Just about any system...has been capable of doing those two functions...since the days of 900-mhz systems.

IMO, biggest consideration for graphics editing is...RAM, as much as system supports.

Video-editing has more variables...but RAM again wins out in my world :thumbsup:. You don't indicate whether you save video files or how you do your editing (appliance, software, etc.) but I would look at the minimums for whatever software for a clue as to minimum hard drive space.

In this era of large hard drives, that should be no problem.

It might be useful to know what system you have right now and what makes you think you need a new system.

As for what kind...I don't believe in buying "name brand" systems, but I suggest doing window shopping among at least 3 different manufacturers (if you don't intend to build your own).

I would also suggest that you take a look at www.pricewatch.com and the systems available there.
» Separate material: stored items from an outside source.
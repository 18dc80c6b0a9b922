//! `scantel record` and `scantel parse-attrs` end to end.

use serde_json::Value;
use std::error::Error;
use std::process::{Command, Output};

type TestResult = Result<(), Box<dyn Error>>;

fn run_cli(args: &[&str]) -> std::io::Result<Output> {
    let mut command = Command::new(env!("CARGO_BIN_EXE_scantel"));
    command.args(args);
    for (key, _) in std::env::vars() {
        if key.starts_with("SCANTEL_") {
            command.env_remove(key);
        }
    }
    command.output()
}

#[test]
fn counter_values_accumulate_per_series() -> TestResult {
    let output = run_cli(&[
        "record",
        "counter",
        "--name",
        "scantel.catalog.requests",
        "--value",
        "2",
        "--value",
        "5",
        "--attrs",
        "op=load_table; catalog = rest",
        "--no-progress",
    ])?;
    assert!(output.status.success());

    let text = String::from_utf8(output.stdout)?;
    assert!(text.contains("# TYPE scantel_catalog_requests counter\n"));
    assert!(text.contains("scantel_catalog_requests{catalog=\"rest\",op=\"load_table\"} 7\n"));
    Ok(())
}

#[test]
fn histogram_json_lines_redact_secret_attributes() -> TestResult {
    let output = run_cli(&[
        "record",
        "histogram",
        "--name",
        "scan.latency",
        "--value",
        "12.5",
        "--attrs",
        "api_token=abc123;zone=eu",
        "--backend",
        "json",
        "--output",
        "ndjson",
    ])?;
    assert!(output.status.success());

    let stdout = String::from_utf8(output.stdout)?;
    assert!(!stdout.contains("abc123"));
    let lines: Vec<Value> = stdout
        .lines()
        .map(serde_json::from_str)
        .collect::<Result<_, _>>()?;
    let [metric, summary] = lines.as_slice() else {
        return Err(format!("expected 2 lines, got {}", lines.len()).into());
    };
    assert_eq!(metric["metricType"], "histogram");
    assert_eq!(metric["value"], 12.5);
    assert_eq!(metric["attributes"]["zone"], "eu");
    assert_eq!(summary["type"], "summary");
    Ok(())
}

#[test]
fn negative_counter_delta_exits_two() -> TestResult {
    let output = run_cli(&[
        "record", "counter", "--name", "bytes", "--value", "-4", "--output", "json",
    ])?;
    assert_eq!(output.status.code(), Some(2));

    let value: Value = serde_json::from_slice(&output.stdout)?;
    assert_eq!(value["status"], "error");
    assert_eq!(value["error"]["code"], "core:invalid_input");
    assert_eq!(value["error"]["metadata"]["delta"], "-4");
    Ok(())
}

#[test]
fn non_numeric_value_exits_two() -> TestResult {
    let output = run_cli(&["record", "histogram", "--name", "x", "--value", "fast"])?;
    assert_eq!(output.status.code(), Some(2));
    assert!(String::from_utf8(output.stderr)?.starts_with("error: invalid input:"));
    Ok(())
}

#[test]
fn parse_attrs_keeps_order_and_drops_empty_keys() -> TestResult {
    let output = run_cli(&["parse-attrs", " b = 2 ;a=1;;=z;flag", "--output", "json"])?;
    assert!(output.status.success());

    let value: Value = serde_json::from_slice(&output.stdout)?;
    assert_eq!(
        value["attributes"],
        serde_json::json!([
            { "key": "b", "value": "2" },
            { "key": "a", "value": "1" },
            { "key": "flag", "value": "" },
        ])
    );
    Ok(())
}
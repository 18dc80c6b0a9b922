//! Access to files under `crates/testkit/fixtures`.

use std::path::{Path, PathBuf};
use std::{fmt, fs};

/// Errors raised while loading fixtures.
#[derive(Debug)]
pub enum FixtureError {
    /// Fixture file does not exist.
    Missing {
        /// Path that could not be found.
        path: PathBuf,
    },
    /// Fixture file could not be read.
    Read {
        /// Path that failed to read.
        path: PathBuf,
        /// Underlying I/O error.
        source: std::io::Error,
    },
}

impl fmt::Display for FixtureError {
    fn fmt(&self, formatter: &mut fmt::Formatter<'_>) -> fmt::Result {
        match self {
            Self::Missing { path } => write!(formatter, "missing fixture: {}", path.display()),
            Self::Read { path, source } => {
                write!(
                    formatter,
                    "failed to read fixture {}: {}",
                    path.display(),
                    source
                )
            },
        }
    }
}

impl std::error::Error for FixtureError {
    fn source(&self) -> Option<&(dyn std::error::Error + 'static)> {
        match self {
            Self::Read { source, .. } => Some(source),
            Self::Missing { .. } => None,
        }
    }
}

/// Root of the fixture tree.
pub fn fixture_root() -> PathBuf {
    Path::new(env!("CARGO_MANIFEST_DIR")).join("fixtures")
}

/// Absolute path of `relative_path`, checked to exist.
pub fn fixture_path(relative_path: &str) -> Result<PathBuf, FixtureError> {
    let path = fixture_root().join(relative_path);
    if path.is_file() {
        Ok(path)
    } else {
        Err(FixtureError::Missing { path })
    }
}

/// Contents of `relative_path` as UTF-8.
pub fn read_fixture(relative_path: &str) -> Result<String, FixtureError> {
    let path = fixture_path(relative_path)?;
    fs::read_to_string(&path).map_err(|source| FixtureError::Read { path, source })
}

/// `/proc/stat` sample whose aggregate line is `cpu  10 0 20 500 30 ...`.
pub fn proc_stat_basic() -> Result<PathBuf, FixtureError> {
    fixture_path("proc/stat_basic")
}

/// `/proc/stat` sample whose aggregate line has too few fields.
pub fn proc_stat_short() -> Result<PathBuf, FixtureError> {
    fixture_path("proc/stat_short")
}
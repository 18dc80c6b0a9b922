//! # scantel-ports
//!
//! Port traits for the scantel hexagonal architecture.
//!
//! The metering backend, snapshot collectors, host counter source, snapshot
//! storage, and logging are all reached through these traits. This crate
//! depends only on `domain` and `shared`.

/// Returns the ports crate version.
#[must_use]
pub const fn ports_crate_version() -> &'static str {
    env!("CARGO_PKG_VERSION")
}

pub mod collector;
pub mod logger;
pub mod metrics;
pub mod snapshot_store;

pub use collector::*;
pub use logger::*;
pub use metrics::*;
pub use snapshot_store::*;

// Re-export domain types used in port signatures, so adapter crates can
// implement ports without naming `scantel-domain` for them.
pub use scantel_domain::{Attribute, CpuTimes, InstrumentKind, InstrumentSpec, Metric, Stage};
//! Environment validation helpers for CLI surfaces.

use scantel_config::{TelemetryConfig, TelemetryEnv, apply_env_overrides};
use scantel_shared::ErrorEnvelope;
use std::collections::BTreeMap;

/// Infra-level error type (shared error envelope).
pub type InfraError = ErrorEnvelope;

/// Infra-level result type.
pub type InfraResult<T> = Result<T, InfraError>;

/// Validate that `SCANTEL_*` overrides parse and merge into the default config.
pub fn validate_env_parsing(env: &BTreeMap<String, String>) -> InfraResult<()> {
    let parsed = TelemetryEnv::from_map(env).map_err(ErrorEnvelope::from)?;
    let _ = apply_env_overrides(TelemetryConfig::default(), &parsed)?;
    Ok(())
}

#[cfg(test)]
mod tests {
    use super::*;
    use scantel_shared::ErrorCode;

    #[test]
    fn empty_env_is_valid() -> InfraResult<()> {
        validate_env_parsing(&BTreeMap::new())
    }

    #[test]
    fn bad_endpoint_override_is_rejected() {
        let env = BTreeMap::from([(
            "SCANTEL_METRICS_ENDPOINT".to_string(),
            "not a url".to_string(),
        )]);
        let error = validate_env_parsing(&env).err();
        assert_eq!(
            error.map(|error| error.code),
            Some(ErrorCode::new("config", "invalid_endpoint"))
        );
    }
}
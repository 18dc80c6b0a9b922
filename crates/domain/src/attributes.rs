//! Attribute pairs and the packed `k1=v1;k2=v2` codec.

use serde::{Deserialize, Serialize};
use std::fmt;

/// A single key/value attribute attached to a recording.
#[derive(Debug, Clone, PartialEq, Eq, Hash, PartialOrd, Ord, Serialize, Deserialize)]
pub struct Attribute {
    /// Attribute key (never empty).
    pub key: String,
    /// Attribute value (may be empty).
    pub value: String,
}

impl Attribute {
    /// Build an attribute from any string-like key and value.
    pub fn new(key: impl Into<String>, value: impl Into<String>) -> Self {
        Self {
            key: key.into(),
            value: value.into(),
        }
    }
}

impl fmt::Display for Attribute {
    fn fmt(&self, formatter: &mut fmt::Formatter<'_>) -> fmt::Result {
        write!(formatter, "{}={}", self.key, self.value)
    }
}

/// Decode a packed attribute string.
///
/// Segments are split on `;` and trimmed. Each segment is split on its first
/// `=`; key and value are trimmed. A segment without `=` yields an empty
/// value, and segments whose key is empty are dropped. Order is preserved.
///
/// ```
/// use scantel_domain::{Attribute, parse_attribute_string};
///
/// let parsed = parse_attribute_string("a=1; b = 2 ;c");
/// assert_eq!(
///     parsed,
///     vec![
///         Attribute::new("a", "1"),
///         Attribute::new("b", "2"),
///         Attribute::new("c", ""),
///     ]
/// );
/// ```
pub fn parse_attribute_string(packed: &str) -> Vec<Attribute> {
    packed
        .split(';')
        .map(str::trim)
        .filter(|segment| !segment.is_empty())
        .filter_map(|segment| {
            let (key, value) = segment.split_once('=').unwrap_or((segment, ""));
            let key = key.trim();
            if key.is_empty() {
                None
            } else {
                Some(Attribute::new(key, value.trim()))
            }
        })
        .collect()
}
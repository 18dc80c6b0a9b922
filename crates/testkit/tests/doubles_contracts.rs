//! Contract-style tests for the port doubles.

use scantel_domain::{CpuTimes, InstrumentName, InstrumentSpec, Metric, Stage};
use scantel_ports::{
    Attribute, Collector, CpuTimesPort, LoggerPort, MeterProviderPort, SnapshotStorePort,
    log_fields,
};
use scantel_shared::{ErrorCode, Result};
use scantel_testkit::errors::parse_error;
use scantel_testkit::{
    CapturingLogger, FailingCollector, FixedCpuSource, InMemorySnapshotStore,
    RecordingMeterProvider, StubCollector,
};
use std::path::Path;

#[test]
fn recording_provider_tracks_creations_and_samples() -> Result<()> {
    let provider = RecordingMeterProvider::new("recording");
    let spec = InstrumentSpec::counter(InstrumentName::parse("scan.rows")?);

    let counter = provider.counter(&spec)?;
    counter.add(3, &[Attribute::new("table", "t1")]);
    counter.add(4, &[]);

    assert_eq!(provider.creations("scan.rows"), 1);
    assert_eq!(provider.counter_total("scan.rows"), 7);
    assert_eq!(provider.counter_samples("scan.rows").len(), 2);
    Ok(())
}

#[test]
fn recording_provider_rejections() -> Result<()> {
    let provider = RecordingMeterProvider::new("recording");
    let spec = InstrumentSpec::histogram(InstrumentName::parse("scan.latency")?);

    provider.reject("scan.latency");
    let rejected = provider.histogram(&spec).err();
    assert_eq!(
        rejected.map(|error| error.code),
        Some(ErrorCode::instrument_creation())
    );
    assert_eq!(provider.total_creations(), 0);
    Ok(())
}

#[test]
fn collector_doubles() -> Result<()> {
    let stage = Stage::parse("start")?;
    let stub = StubCollector::new("stub", vec![Metric::gauge("up", "Up", 1.0)]);
    assert_eq!(stub.collect(&stage)?.len(), 1);
    assert_eq!(stub.stages(), vec!["start".to_string()]);

    let failing = FailingCollector::new("broken", parse_error());
    assert!(failing.collect(&stage).is_err());

    let source = FixedCpuSource::new(CpuTimes::default());
    source.set(CpuTimes {
        user: 1,
        system: 2,
        iowait: 3,
    });
    assert_eq!(source.read_cpu_times()?.system, 2);
    Ok(())
}

#[test]
fn in_memory_store_and_capturing_logger() -> Result<()> {
    let store = InMemorySnapshotStore::default();
    store.ensure_directory(Path::new("/snap"))?;
    let path = store.publish(Path::new("/snap"), "a.prom", b"up 1\n")?;
    assert_eq!(store.contents(&path).as_deref(), Some("up 1\n"));
    assert!(store.has_directory(Path::new("/snap")));

    let logger = CapturingLogger::default();
    let child = logger.child(log_fields([("component", "exporter".into())]));
    child.info("exporter.init", "init", None);
    let event = logger.last("exporter.init");
    assert!(
        event
            .and_then(|event| event.fields)
            .is_some_and(|fields| fields.contains_key("component"))
    );
    Ok(())
}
Although many persons hwer turn up their noses at such...they fill a need in the market and consumers generally wind up getting a decent system (for routine computing) with XP or Vista as a throw-in of sorts. I've bought several from vendors there, with no problems on any.

If you insist on buying a Dell, Gateway, eMachines, etc...just get the one that appears to be the best deal for you...after checking out all possibilities.

Any working PC...is a good PC, in my world...unless it doesn't do something that I would like to do at a level I desire. Since I don't game, I'm easily satisfied.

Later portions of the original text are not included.